TASK OBJECTIVE: Begin with the line holding "pub use amf::*;", then print every line after it through the end of the data, exactly and with nothing added.
== == ==
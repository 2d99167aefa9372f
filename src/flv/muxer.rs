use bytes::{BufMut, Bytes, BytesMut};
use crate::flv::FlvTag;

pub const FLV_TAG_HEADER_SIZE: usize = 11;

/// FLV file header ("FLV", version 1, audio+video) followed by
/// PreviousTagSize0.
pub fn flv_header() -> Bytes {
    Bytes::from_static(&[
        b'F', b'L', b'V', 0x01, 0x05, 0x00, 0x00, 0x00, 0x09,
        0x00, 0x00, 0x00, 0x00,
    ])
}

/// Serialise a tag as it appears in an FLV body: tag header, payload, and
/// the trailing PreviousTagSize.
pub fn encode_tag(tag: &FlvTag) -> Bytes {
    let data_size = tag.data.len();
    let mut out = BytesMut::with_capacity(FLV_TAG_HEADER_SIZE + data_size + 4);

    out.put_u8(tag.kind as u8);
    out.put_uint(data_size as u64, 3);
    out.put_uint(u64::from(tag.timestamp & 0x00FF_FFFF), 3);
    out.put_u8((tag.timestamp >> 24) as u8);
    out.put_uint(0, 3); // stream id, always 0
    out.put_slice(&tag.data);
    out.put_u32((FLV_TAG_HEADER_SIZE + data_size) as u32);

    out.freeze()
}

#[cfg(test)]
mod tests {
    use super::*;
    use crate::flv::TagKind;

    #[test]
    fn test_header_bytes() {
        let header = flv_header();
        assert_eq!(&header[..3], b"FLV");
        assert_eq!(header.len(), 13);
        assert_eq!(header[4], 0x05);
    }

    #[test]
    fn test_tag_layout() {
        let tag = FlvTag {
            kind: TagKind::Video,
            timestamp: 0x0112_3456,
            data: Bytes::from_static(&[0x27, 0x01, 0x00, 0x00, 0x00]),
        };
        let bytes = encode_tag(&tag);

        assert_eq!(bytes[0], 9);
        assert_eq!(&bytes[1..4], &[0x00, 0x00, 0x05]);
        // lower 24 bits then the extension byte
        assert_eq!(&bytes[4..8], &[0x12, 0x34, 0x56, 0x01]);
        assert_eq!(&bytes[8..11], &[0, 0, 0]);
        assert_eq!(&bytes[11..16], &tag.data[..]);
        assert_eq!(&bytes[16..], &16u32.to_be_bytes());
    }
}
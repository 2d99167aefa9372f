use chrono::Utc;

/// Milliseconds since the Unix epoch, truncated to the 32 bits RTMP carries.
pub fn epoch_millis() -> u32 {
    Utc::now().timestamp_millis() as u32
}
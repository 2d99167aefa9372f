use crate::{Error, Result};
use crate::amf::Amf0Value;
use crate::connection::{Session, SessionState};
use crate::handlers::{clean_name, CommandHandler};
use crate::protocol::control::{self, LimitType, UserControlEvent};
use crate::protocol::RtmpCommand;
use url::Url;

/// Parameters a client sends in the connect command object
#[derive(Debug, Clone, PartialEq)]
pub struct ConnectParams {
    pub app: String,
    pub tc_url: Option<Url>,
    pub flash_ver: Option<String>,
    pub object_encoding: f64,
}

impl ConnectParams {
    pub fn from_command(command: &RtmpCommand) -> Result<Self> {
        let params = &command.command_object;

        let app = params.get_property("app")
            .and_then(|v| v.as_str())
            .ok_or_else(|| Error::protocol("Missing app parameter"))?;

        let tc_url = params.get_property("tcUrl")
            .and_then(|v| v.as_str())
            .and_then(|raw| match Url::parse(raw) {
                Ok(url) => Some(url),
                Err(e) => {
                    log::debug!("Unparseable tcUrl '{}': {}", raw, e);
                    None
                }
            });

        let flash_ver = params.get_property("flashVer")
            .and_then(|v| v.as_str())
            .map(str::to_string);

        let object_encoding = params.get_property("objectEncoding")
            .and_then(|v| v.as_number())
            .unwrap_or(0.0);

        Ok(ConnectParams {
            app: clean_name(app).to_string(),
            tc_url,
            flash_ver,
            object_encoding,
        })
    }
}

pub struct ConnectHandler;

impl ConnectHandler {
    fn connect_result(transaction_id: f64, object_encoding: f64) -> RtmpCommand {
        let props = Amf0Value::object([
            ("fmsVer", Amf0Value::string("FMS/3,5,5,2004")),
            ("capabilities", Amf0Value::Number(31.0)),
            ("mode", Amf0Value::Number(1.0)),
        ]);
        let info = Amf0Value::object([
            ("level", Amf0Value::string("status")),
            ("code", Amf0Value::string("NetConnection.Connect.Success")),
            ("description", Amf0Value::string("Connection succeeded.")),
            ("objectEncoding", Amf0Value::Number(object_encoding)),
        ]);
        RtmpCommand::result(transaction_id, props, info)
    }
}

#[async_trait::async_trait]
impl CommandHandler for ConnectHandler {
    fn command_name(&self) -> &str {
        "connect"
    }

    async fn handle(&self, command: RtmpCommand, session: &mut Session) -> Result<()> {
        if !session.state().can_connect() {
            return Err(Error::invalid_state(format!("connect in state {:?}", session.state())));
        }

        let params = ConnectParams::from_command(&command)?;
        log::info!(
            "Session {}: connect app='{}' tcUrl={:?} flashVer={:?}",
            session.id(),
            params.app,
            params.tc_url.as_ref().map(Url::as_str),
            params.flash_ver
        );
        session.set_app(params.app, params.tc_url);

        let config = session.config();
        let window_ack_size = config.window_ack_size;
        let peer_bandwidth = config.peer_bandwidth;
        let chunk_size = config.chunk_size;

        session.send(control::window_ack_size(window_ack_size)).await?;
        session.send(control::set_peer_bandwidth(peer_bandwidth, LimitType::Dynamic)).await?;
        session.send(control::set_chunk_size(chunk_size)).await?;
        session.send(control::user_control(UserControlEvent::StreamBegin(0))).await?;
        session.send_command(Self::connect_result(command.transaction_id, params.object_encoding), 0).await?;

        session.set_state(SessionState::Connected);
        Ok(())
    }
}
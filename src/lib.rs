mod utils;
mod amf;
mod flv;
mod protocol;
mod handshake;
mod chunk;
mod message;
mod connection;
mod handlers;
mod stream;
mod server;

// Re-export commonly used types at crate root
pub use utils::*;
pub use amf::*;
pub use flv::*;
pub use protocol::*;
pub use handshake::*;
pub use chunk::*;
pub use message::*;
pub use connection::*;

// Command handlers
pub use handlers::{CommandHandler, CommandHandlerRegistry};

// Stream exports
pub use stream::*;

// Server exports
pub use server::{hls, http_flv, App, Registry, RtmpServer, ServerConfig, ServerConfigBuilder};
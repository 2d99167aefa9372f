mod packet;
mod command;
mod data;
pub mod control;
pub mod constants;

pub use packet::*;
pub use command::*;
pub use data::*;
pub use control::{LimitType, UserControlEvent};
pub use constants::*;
== == ==
SOLUTION:
pub use amf::*;
pub use flv::*;
pub use protocol::*;
pub use handshake::*;
pub use chunk::*;
pub use message::*;
pub use connection::*;

// Command handlers
pub use handlers::{CommandHandler, CommandHandlerRegistry};

// Stream exports
pub use stream::*;

// Server exports
pub use server::{hls, http_flv, App, Registry, RtmpServer, ServerConfig, ServerConfigBuilder};
repository 2d99167aefa9372f
mod packet;
mod command;
mod data;
pub mod control;
pub mod constants;

pub use packet::*;
pub use command::*;
pub use data::*;
pub use control::{LimitType, UserControlEvent};
pub use constants::*;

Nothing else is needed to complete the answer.